Acepta sin dudarlo. Le encanta la cocina. Es una de sus pasiones. Cocinar y dibujar. Todo lo que requiera creatividad es su pasión. Se le da muy bien. Tiene miles de libros de cocina. De todos los lugares del mundo. Ella le cuenta que incluso llegó a presentarse a un concurso de cocina en España. No la cogieron.
—Me alegro de que así fuera — afirma él. Ella lo mira frunciendo ligeramente el ceño —. De no haber sido así, quizás no estarías aquí ahora — ahora es ella quien brinda. Le ha gustado esa reflexión.
Es hora de irse. Él la acerca a casa. Baja la moto. Ella lo acompaña hasta la parte trasera del coche y se acerca a él en un intento de ayudarlo. Entonces él aprovecha ese acercamiento para besarla en la mejilla. Eso la coge totalmente por sorpresa. Se queda mirándolo. Recuerda cuando ella lo hizo. Él tiene sus ojos clavados en los suyos. Ese océano salvaje, pero tranquilo. La inunda. La invade. Y ella se deja llevar.

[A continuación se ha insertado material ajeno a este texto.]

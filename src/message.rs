use crate::{gid::Gid, payload::{Payload, PayloadData}, time::Time, topic::TopicDescription};

/// Inbound sample envelope built by the handler before projection to the
/// application.
///
/// Holds its own reference-counted payload, which returns to the pool when
/// the message is dropped.
#[derive(Debug, Clone)]
pub struct Message {
  pub topic: TopicDescription,
  pub payload: Payload,
  pub instance_handle: String,
  pub source_guid: Gid,
  pub sequence_number: u64,
  pub publish_time: Time,
}

impl Message {
  pub fn from_data(
    topic: &TopicDescription,
    data: &PayloadData,
    sequence_number: u64,
  ) -> Message {
    Message {
      topic: topic.clone(),
      payload: data.payload.clone(),
      instance_handle: data.instance_handle.clone(),
      source_guid: data.source_guid,
      sequence_number,
      publish_time: data.source_timestamp,
    }
  }

  /// Publish time in nanoseconds since the epoch, as delivered to the
  /// application callbacks.
  pub fn publish_time_nanos(&self) -> i64 {
    self.publish_time.to_nanos()
  }
}
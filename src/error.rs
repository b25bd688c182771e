use thiserror::Error;

use crate::rpc::{GoalId, Protocol};

/// Failures surfaced at the component boundaries of the enabler.
///
/// Internal inconsistencies that only cause a sample to be dropped are not
/// represented here; those are reported through the log callback and the
/// operation completes normally for the transport.
#[derive(Debug, Error)]
pub enum EnablerError {
  /// Publish was attempted on a topic that was never discovered and could
  /// not be resolved through the topic query callback.
  #[error("Unknown topic {0}")]
  UnknownTopic(String),

  /// No resolution path (memory, transport registry, type query callback)
  /// produced a type identifier.
  #[error("Type {0} not found")]
  TypeNotFound(String),

  /// The last element of a dependency blob did not declare the requested
  /// type name.
  #[error("Inconsistent type blob: expected {expected} as last item, found {found}")]
  InconsistentTypeBlob { expected: String, found: String },

  #[error("Serialization failed: {0}")]
  SerializationFailed(String),

  /// The bounded wait for the discovery thread to construct a reader timed
  /// out.
  #[error("Reader creation timed out for topic {0}")]
  ReaderCreationFailed(String),

  #[error("{0} is already announced by this enabler")]
  AlreadyAnnounced(String),

  #[error("{0} is not announced by this enabler")]
  NotAnnounced(String),

  #[error("Protocol {0:?} is not supported for this operation")]
  UnsupportedProtocol(Protocol),

  #[error("No such goal {0}")]
  NoSuchGoal(GoalId),

  /// A reply was requested on a service whose wire protocol was never
  /// determined.
  #[error("RPC protocol of service {0} is not known")]
  UnknownRpcProtocol(String),
}

pub type EnablerResult<T> = std::result::Result<T, EnablerError>;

No necesitan hablar. No necesitan pensar. Sólo sentir. Sus labios se funden en un profundo y suave beso. Intenso. Tanto que ella siente que va a estallarle el pecho. Experimenta la protección que le brindan sus brazos alrededor de su cintura. La cubren entera. Nota el calor de su cuerpo. Pegado totalmente al de ella.
Una sensación extraña la asalta. No puede respirar. Lo aleja bruscamente poniendo su mano en el abdomen de él. Intenta recomponerse. Él la observa con los ojos muy abiertos. Ella se despide. Mirando al suelo y notablemente nerviosa. Entra en el edificio rápidamente. Sin mirar atrás. Él se queda en la calle. Solo. Sin entender del todo qué ha hecho mal. Se monta en el coche y se va.
Ella sube en el ascensor. En cuanto entra en la seguridad de su casa se mira en el espejo de la entrada. Una lágrima se derrama por su mejilla.